Available data:
========================================================================

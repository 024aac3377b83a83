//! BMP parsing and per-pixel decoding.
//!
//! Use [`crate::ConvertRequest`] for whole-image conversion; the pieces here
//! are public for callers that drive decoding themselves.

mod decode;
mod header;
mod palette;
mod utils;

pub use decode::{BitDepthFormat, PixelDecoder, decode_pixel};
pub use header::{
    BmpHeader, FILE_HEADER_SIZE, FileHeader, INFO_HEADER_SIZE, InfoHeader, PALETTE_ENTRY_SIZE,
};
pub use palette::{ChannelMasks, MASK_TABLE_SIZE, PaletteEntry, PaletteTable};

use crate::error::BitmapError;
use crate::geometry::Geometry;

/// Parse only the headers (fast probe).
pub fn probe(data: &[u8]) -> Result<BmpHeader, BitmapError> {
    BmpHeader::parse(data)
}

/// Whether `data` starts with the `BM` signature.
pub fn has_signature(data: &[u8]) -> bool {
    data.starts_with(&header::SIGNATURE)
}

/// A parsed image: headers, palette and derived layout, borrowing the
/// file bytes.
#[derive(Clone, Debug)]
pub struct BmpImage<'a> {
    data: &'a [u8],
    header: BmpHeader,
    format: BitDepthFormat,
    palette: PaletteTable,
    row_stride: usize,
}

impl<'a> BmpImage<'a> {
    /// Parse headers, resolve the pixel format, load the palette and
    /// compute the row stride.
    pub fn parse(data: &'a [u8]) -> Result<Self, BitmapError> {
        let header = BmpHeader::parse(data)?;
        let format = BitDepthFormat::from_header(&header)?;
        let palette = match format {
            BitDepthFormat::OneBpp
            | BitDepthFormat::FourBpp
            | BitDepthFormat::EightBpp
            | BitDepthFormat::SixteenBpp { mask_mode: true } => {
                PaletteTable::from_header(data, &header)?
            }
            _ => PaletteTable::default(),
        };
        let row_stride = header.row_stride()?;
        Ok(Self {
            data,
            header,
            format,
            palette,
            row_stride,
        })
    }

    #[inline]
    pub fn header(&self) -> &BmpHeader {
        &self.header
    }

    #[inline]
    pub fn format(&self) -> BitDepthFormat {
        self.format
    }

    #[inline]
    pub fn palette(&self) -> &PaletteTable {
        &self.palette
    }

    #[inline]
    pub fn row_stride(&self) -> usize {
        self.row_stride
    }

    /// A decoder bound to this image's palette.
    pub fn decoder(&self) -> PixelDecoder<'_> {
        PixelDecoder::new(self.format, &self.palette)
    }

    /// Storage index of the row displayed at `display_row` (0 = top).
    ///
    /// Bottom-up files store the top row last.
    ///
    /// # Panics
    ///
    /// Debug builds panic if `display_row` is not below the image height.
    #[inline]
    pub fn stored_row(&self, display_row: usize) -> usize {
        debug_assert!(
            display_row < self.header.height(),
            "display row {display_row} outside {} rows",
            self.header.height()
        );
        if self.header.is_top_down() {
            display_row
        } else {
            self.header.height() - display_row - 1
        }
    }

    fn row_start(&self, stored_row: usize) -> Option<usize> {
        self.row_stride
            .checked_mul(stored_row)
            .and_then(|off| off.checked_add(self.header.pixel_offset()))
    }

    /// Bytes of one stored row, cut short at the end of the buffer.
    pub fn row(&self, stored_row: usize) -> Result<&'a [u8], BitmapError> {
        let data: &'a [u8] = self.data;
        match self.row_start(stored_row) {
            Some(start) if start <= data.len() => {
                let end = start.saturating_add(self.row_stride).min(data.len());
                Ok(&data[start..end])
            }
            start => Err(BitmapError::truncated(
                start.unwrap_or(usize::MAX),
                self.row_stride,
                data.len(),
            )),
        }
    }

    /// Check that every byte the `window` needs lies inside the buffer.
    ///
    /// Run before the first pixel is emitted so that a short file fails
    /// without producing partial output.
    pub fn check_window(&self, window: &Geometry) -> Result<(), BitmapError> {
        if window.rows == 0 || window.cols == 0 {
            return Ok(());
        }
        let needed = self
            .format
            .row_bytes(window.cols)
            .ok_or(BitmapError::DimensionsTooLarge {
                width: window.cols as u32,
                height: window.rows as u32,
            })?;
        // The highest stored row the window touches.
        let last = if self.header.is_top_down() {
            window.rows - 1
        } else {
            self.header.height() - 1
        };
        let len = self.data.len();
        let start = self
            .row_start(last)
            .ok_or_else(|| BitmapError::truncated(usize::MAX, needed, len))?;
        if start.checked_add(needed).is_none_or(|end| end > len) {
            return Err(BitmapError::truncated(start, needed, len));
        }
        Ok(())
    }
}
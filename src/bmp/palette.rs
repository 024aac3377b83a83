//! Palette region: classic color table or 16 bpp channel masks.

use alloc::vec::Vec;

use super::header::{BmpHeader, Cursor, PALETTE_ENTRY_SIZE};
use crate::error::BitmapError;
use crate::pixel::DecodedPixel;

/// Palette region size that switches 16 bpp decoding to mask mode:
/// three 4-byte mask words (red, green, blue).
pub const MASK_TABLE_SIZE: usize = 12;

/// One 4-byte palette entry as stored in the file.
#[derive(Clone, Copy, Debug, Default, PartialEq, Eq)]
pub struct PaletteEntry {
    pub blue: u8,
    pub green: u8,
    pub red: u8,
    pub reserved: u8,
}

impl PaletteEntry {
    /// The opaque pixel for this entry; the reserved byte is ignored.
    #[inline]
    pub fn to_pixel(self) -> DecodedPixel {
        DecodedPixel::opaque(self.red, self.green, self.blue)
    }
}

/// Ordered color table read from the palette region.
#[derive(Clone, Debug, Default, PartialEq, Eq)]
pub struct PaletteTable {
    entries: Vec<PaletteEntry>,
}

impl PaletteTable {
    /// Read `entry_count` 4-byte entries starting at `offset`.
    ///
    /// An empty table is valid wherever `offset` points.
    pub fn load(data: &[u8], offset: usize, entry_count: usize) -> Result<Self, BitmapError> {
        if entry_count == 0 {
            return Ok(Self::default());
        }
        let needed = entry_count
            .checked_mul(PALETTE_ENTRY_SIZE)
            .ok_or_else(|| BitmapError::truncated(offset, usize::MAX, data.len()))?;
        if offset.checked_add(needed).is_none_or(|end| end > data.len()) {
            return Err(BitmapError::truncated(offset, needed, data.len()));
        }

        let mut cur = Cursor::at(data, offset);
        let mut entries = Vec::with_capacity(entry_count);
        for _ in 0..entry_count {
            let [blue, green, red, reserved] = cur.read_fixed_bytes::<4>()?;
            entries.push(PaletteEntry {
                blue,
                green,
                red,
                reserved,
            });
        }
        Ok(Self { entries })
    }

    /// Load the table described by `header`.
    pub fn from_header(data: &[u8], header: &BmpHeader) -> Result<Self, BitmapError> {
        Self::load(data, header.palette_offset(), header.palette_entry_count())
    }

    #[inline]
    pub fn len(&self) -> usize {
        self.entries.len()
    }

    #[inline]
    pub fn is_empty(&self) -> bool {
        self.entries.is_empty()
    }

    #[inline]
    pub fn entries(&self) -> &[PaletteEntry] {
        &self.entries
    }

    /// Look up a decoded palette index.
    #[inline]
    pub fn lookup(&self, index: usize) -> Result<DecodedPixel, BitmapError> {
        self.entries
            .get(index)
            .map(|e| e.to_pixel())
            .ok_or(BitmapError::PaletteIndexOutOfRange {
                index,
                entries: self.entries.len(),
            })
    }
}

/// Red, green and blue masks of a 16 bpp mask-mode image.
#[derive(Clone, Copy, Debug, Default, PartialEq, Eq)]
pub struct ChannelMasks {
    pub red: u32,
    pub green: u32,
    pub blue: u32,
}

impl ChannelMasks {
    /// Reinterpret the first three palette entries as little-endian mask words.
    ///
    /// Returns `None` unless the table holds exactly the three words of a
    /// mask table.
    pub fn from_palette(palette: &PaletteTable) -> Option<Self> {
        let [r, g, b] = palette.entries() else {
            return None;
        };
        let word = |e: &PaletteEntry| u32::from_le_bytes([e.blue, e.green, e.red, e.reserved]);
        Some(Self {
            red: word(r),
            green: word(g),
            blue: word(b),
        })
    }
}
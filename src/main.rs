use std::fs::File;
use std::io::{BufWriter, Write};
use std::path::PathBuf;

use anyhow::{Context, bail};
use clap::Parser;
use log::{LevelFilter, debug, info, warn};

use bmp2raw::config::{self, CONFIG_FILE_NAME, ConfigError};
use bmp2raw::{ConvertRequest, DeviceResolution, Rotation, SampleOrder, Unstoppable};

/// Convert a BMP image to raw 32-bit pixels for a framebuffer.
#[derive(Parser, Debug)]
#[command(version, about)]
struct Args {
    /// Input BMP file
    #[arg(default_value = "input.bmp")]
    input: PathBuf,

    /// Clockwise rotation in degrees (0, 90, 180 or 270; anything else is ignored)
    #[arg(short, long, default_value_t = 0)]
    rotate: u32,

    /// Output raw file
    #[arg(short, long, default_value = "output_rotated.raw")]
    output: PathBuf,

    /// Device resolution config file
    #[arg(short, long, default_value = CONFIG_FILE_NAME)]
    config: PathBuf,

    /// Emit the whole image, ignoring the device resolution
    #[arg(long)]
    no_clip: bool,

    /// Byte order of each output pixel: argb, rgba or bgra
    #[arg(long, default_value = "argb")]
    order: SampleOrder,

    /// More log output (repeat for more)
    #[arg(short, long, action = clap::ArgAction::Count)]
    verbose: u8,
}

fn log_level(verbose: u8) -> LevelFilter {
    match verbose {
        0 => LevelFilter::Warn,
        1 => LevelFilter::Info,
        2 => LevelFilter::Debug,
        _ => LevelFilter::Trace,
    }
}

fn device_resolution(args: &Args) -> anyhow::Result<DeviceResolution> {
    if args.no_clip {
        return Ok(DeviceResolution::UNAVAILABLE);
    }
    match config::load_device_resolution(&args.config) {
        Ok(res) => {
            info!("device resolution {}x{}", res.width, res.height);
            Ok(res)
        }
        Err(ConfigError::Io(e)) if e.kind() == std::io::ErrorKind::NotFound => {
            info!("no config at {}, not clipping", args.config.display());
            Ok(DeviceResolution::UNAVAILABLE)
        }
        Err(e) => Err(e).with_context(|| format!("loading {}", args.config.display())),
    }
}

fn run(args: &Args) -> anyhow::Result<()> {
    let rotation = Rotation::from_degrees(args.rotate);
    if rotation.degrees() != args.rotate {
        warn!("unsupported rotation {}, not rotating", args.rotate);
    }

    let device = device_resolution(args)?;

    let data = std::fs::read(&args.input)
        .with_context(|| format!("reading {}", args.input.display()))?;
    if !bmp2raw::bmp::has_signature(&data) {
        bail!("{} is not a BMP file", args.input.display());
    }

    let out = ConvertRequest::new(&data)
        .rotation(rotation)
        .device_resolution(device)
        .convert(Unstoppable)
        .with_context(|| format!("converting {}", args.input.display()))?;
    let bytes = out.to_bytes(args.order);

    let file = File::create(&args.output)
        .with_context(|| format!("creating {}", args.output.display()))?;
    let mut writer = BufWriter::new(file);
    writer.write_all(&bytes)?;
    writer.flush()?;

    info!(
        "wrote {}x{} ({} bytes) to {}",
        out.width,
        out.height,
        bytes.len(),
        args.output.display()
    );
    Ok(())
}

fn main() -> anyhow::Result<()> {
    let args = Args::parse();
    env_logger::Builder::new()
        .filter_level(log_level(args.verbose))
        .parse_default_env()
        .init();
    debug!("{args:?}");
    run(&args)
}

========================================================================

Exercise requirements:
From the listing, reproduce every line where the word "PaletteTable" is present.

Written reply:
pub use palette::{ChannelMasks, MASK_TABLE_SIZE, PaletteEntry, PaletteTable};
    palette: PaletteTable,
                PaletteTable::from_header(data, &header)?
            _ => PaletteTable::default(),
    pub fn palette(&self) -> &PaletteTable {
pub struct PaletteTable {
impl PaletteTable {
    pub fn from_palette(palette: &PaletteTable) -> Option<Self> {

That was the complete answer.